The digital age has made the collectible car market a national marketplace. You can buy collectible cars from anywhere in the country and have them shipped to you. If you decide to sell one, you can also have it shipped to practically any place. You can even ship a car across the country if you need to, even to remote locations such as Alaska and Hawaii.
Prices will depend on the distance and the kind of carrier you choose. Longer distances will cost you more overall, and it can take up to two weeks to get a car across the country in the continental United States.
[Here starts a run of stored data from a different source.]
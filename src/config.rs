//! # Node configuration.
//!
//! Provides [`Config`] centralized settings for one [`SupervisorNode`](crate::SupervisorNode).
//!
//! ## Recognized options
//! | Field               | Default              | Meaning                                            |
//! |---------------------|----------------------|----------------------------------------------------|
//! | `lease_ttl`         | 5s                   | TTL requested for the leader lease                 |
//! | `election_retry`    | 2s                   | base delay between contended election attempts     |
//! | `election_jitter`   | 1s                   | random `[0, jitter)` added to every election retry |
//! | `unavailable_max`   | 30s                  | cap for retries while the store is unreachable     |
//! | `probe_interval`    | 10s                  | time between health probes                         |
//! | `probe_timeout`     | 5s                   | per-probe timeout (must be `< probe_interval`)     |
//! | `failure_threshold` | 3                    | consecutive probe failures that force a restart    |
//! | `restart_backoff`   | 2s                   | wait between killing and respawning the service    |
//! | `command` / `args`  | empty                | managed process (unless a custom service is given) |
//! | `step_down`         | `KillService`        | fate of the process on lease loss                  |
//! | `lock_key`          | `/leasevisor/leader` | well-known key contended by all peers              |
//! | `node_id`           | host name            | identity written into the lock record              |
//! | `bus_capacity`      | 1024                 | event bus ring buffer size                         |

use std::time::Duration;

use crate::{
    error::ConfigError,
    policies::{BackoffPolicy, JitterPolicy, StepDownPolicy},
};

/// Configuration for a supervisor node.
///
/// All fields are public; call [`Config::validate`] (done by the node builder) before use.
#[derive(Clone, Debug)]
pub struct Config {
    /// Identity of this node, stored in the lock record and attached to every event.
    pub node_id: String,
    /// Key contended by all peers. Whoever creates it is the leader.
    pub lock_key: String,

    /// TTL of the leader lease. Bounds how long a dead leader can be mistaken for alive.
    pub lease_ttl: Duration,
    /// Base delay between election attempts while another node holds the lock.
    pub election_retry: Duration,
    /// Upper bound (exclusive) of the random delay added to each election retry.
    pub election_jitter: Duration,
    /// Cap for the growing retry delay while the store is unavailable.
    pub unavailable_max: Duration,

    /// Time between health probes.
    pub probe_interval: Duration,
    /// Timeout applied to each health probe.
    pub probe_timeout: Duration,
    /// Consecutive probe failures that trigger a restart.
    pub failure_threshold: u32,
    /// Fixed delay between killing the process and spawning it again.
    pub restart_backoff: Duration,

    /// Program to supervise when no custom [`Service`](crate::Service) is supplied.
    pub command: String,
    /// Arguments passed to `command`.
    pub args: Vec<String>,

    /// What to do with the running process when the lease is lost.
    pub step_down: StepDownPolicy,

    /// Capacity of the event bus broadcast channel (min 1).
    pub bus_capacity: usize,
}

impl Config {
    /// Checks the invariants the runtime relies on.
    pub fn validate(&self) -> Result<(), ConfigError> {
        if self.lease_ttl.is_zero() {
            return Err(ConfigError::ZeroLeaseTtl);
        }
        if self.lock_key.is_empty() {
            return Err(ConfigError::EmptyLockKey);
        }
        if self.failure_threshold == 0 {
            return Err(ConfigError::ZeroFailureThreshold);
        }
        if self.probe_timeout >= self.probe_interval {
            return Err(ConfigError::ProbeTimeoutTooLong {
                timeout: self.probe_timeout,
                interval: self.probe_interval,
            });
        }
        Ok(())
    }

    /// Retry policy used after losing an election to another node.
    #[inline]
    pub fn election_backoff(&self) -> BackoffPolicy {
        BackoffPolicy::constant(self.election_retry)
            .with_jitter(JitterPolicy::Bounded(self.election_jitter))
    }

    /// Retry policy used while the store is unreachable.
    ///
    /// Starts at the contention delay and doubles per consecutive failure,
    /// so it is never shorter than [`election_backoff`](Self::election_backoff).
    #[inline]
    pub fn unavailable_backoff(&self) -> BackoffPolicy {
        BackoffPolicy {
            first: self.election_retry,
            max: self.unavailable_max.max(self.election_retry),
            factor: 2.0,
            jitter: JitterPolicy::Bounded(self.election_jitter),
        }
    }

    /// Delay policy between service restarts.
    #[inline]
    pub fn restart_policy(&self) -> BackoffPolicy {
        BackoffPolicy::constant(self.restart_backoff)
    }

    /// Returns a bus capacity clamped to a minimum of 1.
    #[inline]
    pub fn bus_capacity_clamped(&self) -> usize {
        self.bus_capacity.max(1)
    }
}

impl Default for Config {
    fn default() -> Self {
        Self {
            node_id: default_node_id(),
            lock_key: "/leasevisor/leader".to_string(),
            lease_ttl: Duration::from_secs(5),
            election_retry: Duration::from_secs(2),
            election_jitter: Duration::from_secs(1),
            unavailable_max: Duration::from_secs(30),
            probe_interval: Duration::from_secs(10),
            probe_timeout: Duration::from_secs(5),
            failure_threshold: 3,
            restart_backoff: Duration::from_secs(2),
            command: String::new(),
            args: Vec::new(),
            step_down: StepDownPolicy::default(),
            bus_capacity: 1024,
        }
    }
}

/// Host name of the machine; the lock record appends the pid itself.
fn default_node_id() -> String {
    host_name(
        std::env::var("HOSTNAME").ok(),
        std::fs::read_to_string("/etc/hostname").ok(),
    )
}

/// First non-blank candidate, `$HOSTNAME` before `/etc/hostname`.
fn host_name(env: Option<String>, file: Option<String>) -> String {
    [env, file]
        .into_iter()
        .flatten()
        .map(|name| name.trim().to_string())
        .find(|name| !name.is_empty())
        .unwrap_or_else(|| "localhost".to_string())
}

#[cfg(test)]
mod tests {
    use super::*;

    #[test]
    fn defaults_are_valid() {
        assert_eq!(Config::default().validate(), Ok(()));
    }

    #[test]
    fn probe_timeout_must_be_shorter_than_interval() {
        let cfg = Config {
            probe_timeout: Duration::from_secs(10),
            ..Config::default()
        };
        assert!(matches!(
            cfg.validate(),
            Err(ConfigError::ProbeTimeoutTooLong { .. })
        ));
    }

    #[test]
    fn zero_threshold_and_ttl_are_rejected() {
        let cfg = Config {
            failure_threshold: 0,
            ..Config::default()
        };
        assert_eq!(cfg.validate(), Err(ConfigError::ZeroFailureThreshold));

        let cfg = Config {
            lease_ttl: Duration::ZERO,
            ..Config::default()
        };
        assert_eq!(cfg.validate(), Err(ConfigError::ZeroLeaseTtl));
    }

    #[test]
    fn node_id_is_the_bare_host_name() {
        assert_eq!(host_name(Some("db-1".into()), Some("other\n".into())), "db-1");
        assert_eq!(host_name(None, Some("db-2\n".into())), "db-2");
        assert_eq!(host_name(Some("  ".into()), None), "localhost");
        assert_eq!(host_name(None, None), "localhost");

        let id = default_node_id();
        assert!(!id.is_empty());
        assert!(!id.ends_with(&format!("-{}", std::process::id())));
    }

    #[test]
    fn unavailable_backoff_is_never_shorter_than_contention_backoff() {
        let cfg = Config {
            election_jitter: Duration::ZERO,
            ..Config::default()
        };
        let contended = cfg.election_backoff();
        let unavailable = cfg.unavailable_backoff();
        for attempt in 0..20 {
            assert!(unavailable.next(attempt) >= contended.next(attempt));
        }
        assert_eq!(unavailable.next(20), Duration::from_secs(30));
    }
}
Open carriers where the vehicles are exposed to the elements might be what you’re used to seeing pull into local dealerships with fresh inventory. However, closed carriers are also an option, and they can offer more protection for classic vehicles that have attained collectible status.
Gold is a precious metal and commodity that many investors love because its value tends to rise over time. Interestingly, as Motorious points out, the value of collectible cars is going up faster than prices of gold!
It’s impossible to know for sure that collectible car values will keep going up in the future, or by how much. However, it seems to be very likely that their price tags will continue to rise, which means any collectible car you own could be something to enjoy while you have it and then possibly be something to profit from when you decide to part with it. Investing in classic cars might not wind up being any different than stocking up on some real estate, wine, or cryptocurrency.
Whatever kind of collectible cars you enjoy, make sure you take care of them. You’ll benefit while you own them because they’ll stay enjoyable and reliable. You’ll also benefit again when you decide to let them move on to the next collector because they will maintain and probably even grow in value over time.